# Arbeitsspeicher aufrüsten?



## kingkutschat (22. April 2004)

Tag,
würde gerne meinen rechner mit 512 SDRam aufpeppen, hab auch schon einige gute Angebote bei Ebay gefunden. Doch würde gerne mal wissen wo der Unterschied zwischen einem OEM und einem Marken Riegel ist?
Und woran ich ein Markenriegel erkennen kann?

bitte um Hife


----------



## danielmueller (22. April 2004)

Ganz einfach bei oem kannst du Glück haben und dein Ram hält ne Weile oder eben nicht...
Bei Marken Ram hast du solche Problem nicht da meist eine Garantie bei (Corsair glaube ich zb 10 Jahre) gegeben wird.

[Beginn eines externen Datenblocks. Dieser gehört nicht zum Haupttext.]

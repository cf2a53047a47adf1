use anyhow::{anyhow, Result};
use clap::{value_parser, Arg, ArgMatches, Command};
use etherscan_client::{
    config::Config,
    etherscan::{Client, PageQuery, SortOrder, TransactionKind},
};
use serde::Serialize;
use serde_json::json;
use std::collections::{BTreeMap, HashMap};
use tracing::{error, info};

fn page_args() -> [Arg; 5] {
    [
        Arg::new("start-block")
            .long("start-block")
            .value_name("BLOCK")
            .value_parser(value_parser!(u64))
            .help("First block of the range (default 0)"),
        Arg::new("end-block")
            .long("end-block")
            .value_name("BLOCK")
            .value_parser(value_parser!(u64))
            .help("Last block of the range (default 999999999)"),
        Arg::new("page")
            .long("page")
            .value_parser(value_parser!(u32))
            .help("Page number (default 1)"),
        Arg::new("limit")
            .long("limit")
            .value_parser(value_parser!(u32))
            .help("Records per page (default 1000)"),
        Arg::new("sort")
            .long("sort")
            .value_parser(["asc", "desc"])
            .help("Sort order by block number (default asc)"),
    ]
}

fn page_query(matches: &ArgMatches) -> Result<PageQuery> {
    let defaults = PageQuery::default();
    let sort = match matches.get_one::<String>("sort") {
        Some(sort) => sort.parse::<SortOrder>()?,
        None => defaults.sort,
    };

    Ok(PageQuery {
        start_block: matches
            .get_one::<u64>("start-block")
            .copied()
            .unwrap_or(defaults.start_block),
        end_block: matches
            .get_one::<u64>("end-block")
            .copied()
            .unwrap_or(defaults.end_block),
        page: matches.get_one::<u32>("page").copied().unwrap_or(defaults.page),
        limit: matches.get_one::<u32>("limit").copied().unwrap_or(defaults.limit),
        sort,
    })
}

fn cli() -> Command {
    Command::new("etherscan-client")
        .version(env!("CARGO_PKG_VERSION"))
        .about("Query the etherscan.io API")
        .arg(
            Arg::new("config")
                .short('c')
                .long("config")
                .value_name("FILE")
                .global(true)
                .help("Path to configuration file"),
        )
        .arg(
            Arg::new("network")
                .short('n')
                .long("network")
                .value_name("NETWORK")
                .global(true)
                .help("Network to query (mainnet, ropsten, kovan, rinkeby)"),
        )
        .arg(
            Arg::new("api-key")
                .short('k')
                .long("api-key")
                .value_name("KEY")
                .global(true)
                .help("Etherscan API key"),
        )
        .arg(
            Arg::new("generate-config")
                .long("generate-config")
                .help("Generate a sample configuration file and exit")
                .action(clap::ArgAction::SetTrue),
        )
        .arg(
            Arg::new("config-path")
                .long("config-path")
                .help("Print the default configuration file path and exit")
                .action(clap::ArgAction::SetTrue),
        )
        .subcommand(Command::new("price").about("Last ETH price in BTC and USD"))
        .subcommand(Command::new("supply").about("Total ETH supply in wei"))
        .subcommand(
            Command::new("balance")
                .about("ETH balance of one or more addresses in wei")
                .arg(Arg::new("address").required(true).num_args(1..)),
        )
        .subcommand(
            Command::new("txs")
                .about("Transactions of an address")
                .arg(Arg::new("address").required(true))
                .arg(
                    Arg::new("type")
                        .short('t')
                        .long("type")
                        .default_value("normal")
                        .help("Transaction type: normal or internal"),
                )
                .args(page_args()),
        )
        .subcommand(
            Command::new("internal-txs")
                .about("Internal transactions of an address")
                .arg(Arg::new("address").required(true))
                .args(page_args()),
        )
        .subcommand(
            Command::new("token-txs")
                .about("ERC-20 transfers of a token contract and/or an address")
                .arg(Arg::new("contract").long("contract").value_name("ADDRESS"))
                .arg(Arg::new("address").long("address").value_name("ADDRESS"))
                .args(page_args()),
        )
        .subcommand(Command::new("gas-price").about("Current gas price in wei"))
        .subcommand(Command::new("block-number").about("Number of the latest block"))
        .subcommand(
            Command::new("block")
                .about("Block by number, with full transactions")
                .arg(
                    Arg::new("number")
                        .required(true)
                        .value_parser(value_parser!(u64)),
                ),
        )
}

fn print_json<T: Serialize>(value: &T) -> Result<()> {
    println!("{}", serde_json::to_string_pretty(value)?);
    Ok(())
}

fn required<'a>(matches: &'a ArgMatches, name: &str) -> Result<&'a String> {
    matches
        .get_one::<String>(name)
        .ok_or_else(|| anyhow!("Missing argument <{}>", name))
}

async fn run_command(client: &Client, name: &str, matches: &ArgMatches) -> Result<()> {
    match name {
        "price" => print_json(&client.get_eth_price().await?),
        "supply" => {
            let supply = client.get_eth_supply().await?;
            print_json(&json!({ "supply": supply.to_string() }))
        }
        "balance" => {
            let addresses: Vec<&String> = matches
                .get_many::<String>("address")
                .map(|values| values.collect())
                .unwrap_or_default();

            let balances = if let [address] = addresses.as_slice() {
                HashMap::from([(address.to_string(), client.get_eth_balance(address).await?)])
            } else {
                client.get_eth_balances(&addresses).await?
            };

            let balances: BTreeMap<String, String> = balances
                .into_iter()
                .map(|(address, balance)| (address, balance.to_string()))
                .collect();
            print_json(&balances)
        }
        "txs" => {
            let kind: TransactionKind = required(matches, "type")?.parse()?;
            let transactions = client
                .get_transactions_by_address(
                    required(matches, "address")?,
                    kind,
                    &page_query(matches)?,
                )
                .await?;
            print_json(&transactions)
        }
        "internal-txs" => {
            let transactions = client
                .get_internal_transactions(required(matches, "address")?, &page_query(matches)?)
                .await?;
            print_json(&transactions)
        }
        "token-txs" => {
            let transactions = client
                .get_token_transactions(
                    matches.get_one::<String>("contract").map(String::as_str),
                    matches.get_one::<String>("address").map(String::as_str),
                    &page_query(matches)?,
                )
                .await?;
            print_json(&transactions)
        }
        "gas-price" => {
            let gas_price = client.get_gas_price().await?;
            print_json(&json!({ "gas_price": gas_price.to_string() }))
        }
        "block-number" => print_json(&json!({ "block_number": client.get_block_number().await? })),
        "block" => {
            let number = matches
                .get_one::<u64>("number")
                .copied()
                .ok_or_else(|| anyhow!("Missing argument <number>"))?;
            print_json(&client.get_block_by_number(number).await?)
        }
        other => Err(anyhow!("Unknown command '{}'", other)),
    }
}

#[tokio::main]
async fn main() -> Result<()> {
    // Logs go to stderr so that stdout stays valid JSON
    tracing_subscriber::fmt()
        .with_env_filter(
            tracing_subscriber::EnvFilter::from_default_env()
                .add_directive(tracing::Level::INFO.into()),
        )
        .with_writer(std::io::stderr)
        .with_ansi(false)
        .init();

    let mut command = cli();
    let matches = command.clone().get_matches();

    // Handle special commands first
    if matches.get_flag("generate-config") {
        println!("{}", Config::generate_sample());
        return Ok(());
    }

    if matches.get_flag("config-path") {
        match Config::default_config_path() {
            Ok(path) => {
                println!("{}", path.display());
                return Ok(());
            }
            Err(e) => {
                error!("Could not determine default config path: {}", e);
                return Err(e);
            }
        }
    }

    let Some((name, sub_matches)) = matches.subcommand() else {
        command.print_help()?;
        return Ok(());
    };

    // Global flags are propagated down to the subcommand
    let config_path = sub_matches.get_one::<String>("config").map(|s| s.as_str());
    let mut config = Config::load_or_default(config_path).await;

    // Override with command line arguments
    if let Some(network) = sub_matches.get_one::<String>("network") {
        config.network = network.parse()?;
    }

    if let Some(api_key) = sub_matches.get_one::<String>("api-key") {
        config.api_key = Some(api_key.clone());
    }

    info!("Using network: {}", config.network);

    let client = config.client()?;

    if let Err(e) = run_command(&client, name, sub_matches).await {
        error!("{} failed: {}", name, e);
        return Err(e);
    }

    Ok(())
}
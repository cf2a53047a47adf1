use serde_json::Value;

/// Errors returned by the Etherscan client.
#[derive(Debug, thiserror::Error)]
pub enum Error {
    /// The client could not be configured, e.g. an unknown network name.
    #[error("Invalid configuration: {0}")]
    Configuration(String),

    /// A cache store failed while it was being cleared.
    #[error("Cache error: {0}")]
    Cache(String),

    /// An argument was rejected before any request was sent.
    #[error("Invalid argument: {0}")]
    Validation(String),

    /// The API answered with `status == "0"`.
    #[error("Etherscan API error: {message}")]
    Api {
        /// The `message` field of the envelope
        message: String,
        /// The `result` field of the envelope, usually an explanation string
        result: Value,
    },

    /// The proxy endpoint returned a JSON-RPC error object.
    #[error("JSON-RPC error {code}: {message}")]
    Rpc {
        /// The JSON-RPC error code
        code: i64,
        /// The JSON-RPC error message
        message: String,
    },

    /// A string could not be converted to the expected type.
    #[error("Failed to parse '{value}' as {expected}")]
    Parse {
        /// The offending input
        value: String,
        /// Name of the expected type
        expected: &'static str,
    },

    /// A required key was absent from a response.
    #[error("Missing or malformed field '{0}' in response")]
    MissingField(String),

    /// The request could not be sent or the server returned a non-success
    /// HTTP status.
    #[error(transparent)]
    Transport(#[from] reqwest::Error),

    /// The response body is not valid JSON.
    #[error(transparent)]
    Json(#[from] serde_json::Error),
}

impl Error {
    pub(crate) fn parse(value: &str, expected: &'static str) -> Self {
        Self::Parse {
            value: value.to_string(),
            expected,
        }
    }

    /// Whether this is the envelope Etherscan uses for an empty list result.
    pub fn is_empty_result(&self) -> bool {
        match self {
            Self::Api { message, result } => {
                message.starts_with("No transactions found")
                    && result.as_array().is_some_and(Vec::is_empty)
            }
            _ => false,
        }
    }
}

/// Result type of the Etherscan client.
pub type Result<T> = std::result::Result<T, Error>;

Außerdem sind diese Riegel meist Schneller und teurer.
Ich würde also zu Marken Ram raten jedoch auch nicht bei E-bay sondern wenn es irgendwie wie möglich ist neu zu kaufen eventuell kannst du http://www.geizahls.at verwenden.
Erkennen ob es Marken Ram ist oder nicht kannst du an einem kleinen Papieraufkleber oder manchmal auch auf den einzelnen Chips selber. Wenn dir der Name nichts sagt ist es meistens oem. Je nachdem was du mit dem Ram anfangen willst oc oder nicht können wir dir auch noch weitere Tipps geben.
Was für einen fsb Takt brauchst du denn? 100mhz oder 133mhz?


----------



## kingkutschat (23. April 2004)

brauch 133 mhz fsb, hab auch schon bei geizkragen geschaut, ist ein markenriegel für nur 37€ angegeben, doch auf der homepage des anbieters kostet er schlappe 130€ und ist nicht verfügbar. kennt jemand nen billigen anbieter für arbeitsspeicher?


----------



## fluessig (23. April 2004)

Das gleiche Problem hatte ich auch gerade. Am schlimmsten ist, dass die günstigsten Anbieter hier in München gar keinen PC133  RAM mehr anbieten. K&M Elektronik hat bisher die günstigsten, die ich hier noch gefunden hab (http://www.kmelektronik.de)


----------



## Tim C. (23. April 2004)

> _Original geschrieben von danielmueller _
> *Ganz einfach bei oem kannst du Glück haben und dein Ram hält ne Weile oder eben nicht...
> Bei Marken Ram hast du solche Problem nicht da meist eine Garantie bei (Corsair glaube ich zb 10 Jahre) gegeben wird. Außerdem sind diese Riegel meist Schneller und teurer.
> Ich würde also zu Marken Ram raten jedoch auch nicht bei E-bay sondern wenn es irgendwie wie möglich ist neu zu kaufen eventuell kannst du http://www.geizahls.at verwenden.
> ...


Du tust geradezu so, als wenn es auf OEM Riegel keine Garantie gibt. Gut, evtl. keine 10 Jahre, aber lass uns mal grade über die Upgrade Zyklen im PC-Bereich nachdenken ... genau, 10 Jahre sind meiner Meinung nach bei PCs ein wenig übertrieben .
Außerdem gibt es dann noch Marken Chips auf OEM Platine und komplette Markenriegel.
Ich persönlich fahre seit Anfang an mit OEM Riegeln vollkommen zufrieden.


----------



## kingkutschat (23. April 2004)

Hab bei  kmelektronik geschaut. ok ist en guter preis aber bei hersteller steht noname und von garantie steht au nix. was haltet ihr von 
diesem
anbebot? es gibt sogar 36 monate garantie.


----------